- Data provided -
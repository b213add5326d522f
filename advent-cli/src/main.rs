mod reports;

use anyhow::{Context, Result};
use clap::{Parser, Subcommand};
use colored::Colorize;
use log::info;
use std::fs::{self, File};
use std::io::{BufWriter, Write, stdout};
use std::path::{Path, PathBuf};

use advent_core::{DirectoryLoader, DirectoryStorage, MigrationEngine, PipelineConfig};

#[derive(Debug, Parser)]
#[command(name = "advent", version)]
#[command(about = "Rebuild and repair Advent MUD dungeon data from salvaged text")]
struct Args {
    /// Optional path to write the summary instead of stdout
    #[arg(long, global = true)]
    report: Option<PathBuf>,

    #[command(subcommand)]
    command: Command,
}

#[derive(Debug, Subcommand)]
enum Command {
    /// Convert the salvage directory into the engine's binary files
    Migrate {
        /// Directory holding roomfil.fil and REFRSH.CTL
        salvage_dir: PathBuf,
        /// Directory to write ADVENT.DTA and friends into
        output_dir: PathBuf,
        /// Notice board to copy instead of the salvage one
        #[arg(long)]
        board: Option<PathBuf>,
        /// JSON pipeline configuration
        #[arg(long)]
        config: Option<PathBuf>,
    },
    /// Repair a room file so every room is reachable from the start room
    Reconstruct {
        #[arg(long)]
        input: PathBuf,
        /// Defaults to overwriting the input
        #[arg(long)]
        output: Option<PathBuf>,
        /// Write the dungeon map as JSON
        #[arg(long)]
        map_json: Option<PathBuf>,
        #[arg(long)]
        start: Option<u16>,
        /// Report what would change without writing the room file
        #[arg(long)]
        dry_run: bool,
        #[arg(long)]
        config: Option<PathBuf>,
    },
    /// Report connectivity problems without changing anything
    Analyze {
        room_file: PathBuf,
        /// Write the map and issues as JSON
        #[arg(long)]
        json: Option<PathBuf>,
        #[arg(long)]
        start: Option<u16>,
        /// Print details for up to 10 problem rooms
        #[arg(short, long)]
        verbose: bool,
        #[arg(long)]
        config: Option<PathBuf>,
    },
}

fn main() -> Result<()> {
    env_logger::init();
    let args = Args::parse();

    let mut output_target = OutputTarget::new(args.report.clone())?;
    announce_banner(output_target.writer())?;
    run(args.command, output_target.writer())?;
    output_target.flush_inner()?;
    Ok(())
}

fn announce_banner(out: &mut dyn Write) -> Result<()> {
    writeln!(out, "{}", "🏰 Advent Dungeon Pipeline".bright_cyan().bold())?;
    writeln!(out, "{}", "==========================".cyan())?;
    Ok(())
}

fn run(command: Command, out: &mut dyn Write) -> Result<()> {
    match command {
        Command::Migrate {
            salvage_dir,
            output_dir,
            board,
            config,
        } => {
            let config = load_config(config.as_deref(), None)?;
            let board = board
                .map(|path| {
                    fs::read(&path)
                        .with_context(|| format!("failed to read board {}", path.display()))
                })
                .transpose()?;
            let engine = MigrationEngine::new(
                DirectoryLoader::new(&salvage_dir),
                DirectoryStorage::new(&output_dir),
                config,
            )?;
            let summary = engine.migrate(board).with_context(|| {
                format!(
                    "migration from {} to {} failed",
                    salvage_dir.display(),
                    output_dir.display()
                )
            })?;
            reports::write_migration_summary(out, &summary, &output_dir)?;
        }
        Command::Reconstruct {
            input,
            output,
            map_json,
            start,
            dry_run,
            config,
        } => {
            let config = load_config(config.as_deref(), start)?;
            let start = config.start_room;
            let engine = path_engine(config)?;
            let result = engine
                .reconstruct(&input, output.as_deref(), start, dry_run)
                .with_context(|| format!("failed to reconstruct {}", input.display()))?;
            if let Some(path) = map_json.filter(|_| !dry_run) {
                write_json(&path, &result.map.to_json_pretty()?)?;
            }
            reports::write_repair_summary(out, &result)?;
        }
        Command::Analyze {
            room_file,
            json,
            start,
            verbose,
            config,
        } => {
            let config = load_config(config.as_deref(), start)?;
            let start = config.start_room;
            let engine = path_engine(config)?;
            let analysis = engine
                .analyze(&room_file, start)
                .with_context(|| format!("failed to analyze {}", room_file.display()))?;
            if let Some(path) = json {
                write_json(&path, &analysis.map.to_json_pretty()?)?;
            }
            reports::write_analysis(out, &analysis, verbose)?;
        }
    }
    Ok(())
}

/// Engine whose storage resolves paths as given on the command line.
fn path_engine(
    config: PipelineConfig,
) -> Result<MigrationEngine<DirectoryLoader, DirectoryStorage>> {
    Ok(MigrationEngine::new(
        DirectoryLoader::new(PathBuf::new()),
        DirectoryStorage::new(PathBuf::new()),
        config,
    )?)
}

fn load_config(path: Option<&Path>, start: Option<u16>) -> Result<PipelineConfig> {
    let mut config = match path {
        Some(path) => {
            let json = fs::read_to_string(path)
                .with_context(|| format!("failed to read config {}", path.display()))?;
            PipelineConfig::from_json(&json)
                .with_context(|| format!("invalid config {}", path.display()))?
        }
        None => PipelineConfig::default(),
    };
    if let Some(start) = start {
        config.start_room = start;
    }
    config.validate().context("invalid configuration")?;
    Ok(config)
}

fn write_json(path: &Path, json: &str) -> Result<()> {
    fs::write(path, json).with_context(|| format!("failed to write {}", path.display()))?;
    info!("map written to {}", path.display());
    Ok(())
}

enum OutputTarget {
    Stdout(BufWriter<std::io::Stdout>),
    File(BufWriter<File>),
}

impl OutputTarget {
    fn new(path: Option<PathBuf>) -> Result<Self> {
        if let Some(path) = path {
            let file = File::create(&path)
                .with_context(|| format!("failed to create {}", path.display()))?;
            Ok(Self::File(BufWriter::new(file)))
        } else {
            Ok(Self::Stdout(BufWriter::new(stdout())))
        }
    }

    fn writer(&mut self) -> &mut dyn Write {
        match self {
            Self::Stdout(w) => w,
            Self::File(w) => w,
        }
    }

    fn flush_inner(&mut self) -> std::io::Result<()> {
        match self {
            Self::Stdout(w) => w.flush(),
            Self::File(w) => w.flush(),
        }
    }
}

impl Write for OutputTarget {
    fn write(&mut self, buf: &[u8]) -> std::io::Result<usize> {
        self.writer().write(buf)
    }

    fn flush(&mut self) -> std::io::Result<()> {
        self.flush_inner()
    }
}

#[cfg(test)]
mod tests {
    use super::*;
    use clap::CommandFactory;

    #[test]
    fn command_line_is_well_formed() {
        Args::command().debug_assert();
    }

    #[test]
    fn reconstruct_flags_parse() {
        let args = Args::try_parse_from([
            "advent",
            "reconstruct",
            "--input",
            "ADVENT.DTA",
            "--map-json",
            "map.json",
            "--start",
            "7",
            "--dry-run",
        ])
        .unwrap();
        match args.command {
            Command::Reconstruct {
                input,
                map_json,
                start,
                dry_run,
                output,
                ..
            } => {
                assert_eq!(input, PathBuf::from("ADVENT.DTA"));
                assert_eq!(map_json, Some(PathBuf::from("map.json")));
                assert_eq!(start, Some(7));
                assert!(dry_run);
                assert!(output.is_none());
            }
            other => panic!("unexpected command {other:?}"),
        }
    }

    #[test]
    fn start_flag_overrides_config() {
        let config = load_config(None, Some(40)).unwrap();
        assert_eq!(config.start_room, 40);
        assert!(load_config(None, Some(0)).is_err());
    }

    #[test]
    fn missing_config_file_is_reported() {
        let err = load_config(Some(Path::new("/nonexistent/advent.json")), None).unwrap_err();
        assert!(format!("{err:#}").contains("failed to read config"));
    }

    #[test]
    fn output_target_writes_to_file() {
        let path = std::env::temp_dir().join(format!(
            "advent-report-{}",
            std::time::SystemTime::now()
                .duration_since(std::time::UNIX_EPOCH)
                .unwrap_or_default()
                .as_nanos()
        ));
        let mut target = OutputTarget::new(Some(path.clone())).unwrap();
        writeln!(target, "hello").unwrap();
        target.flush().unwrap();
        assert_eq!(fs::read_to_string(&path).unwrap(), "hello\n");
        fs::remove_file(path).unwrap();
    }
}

- What needs to be done -
Copy all lines from the entries that contain the word "hello".

- Output of the exercise -
        writeln!(target, "hello").unwrap();
        assert_eq!(fs::read_to_string(&path).unwrap(), "hello\n");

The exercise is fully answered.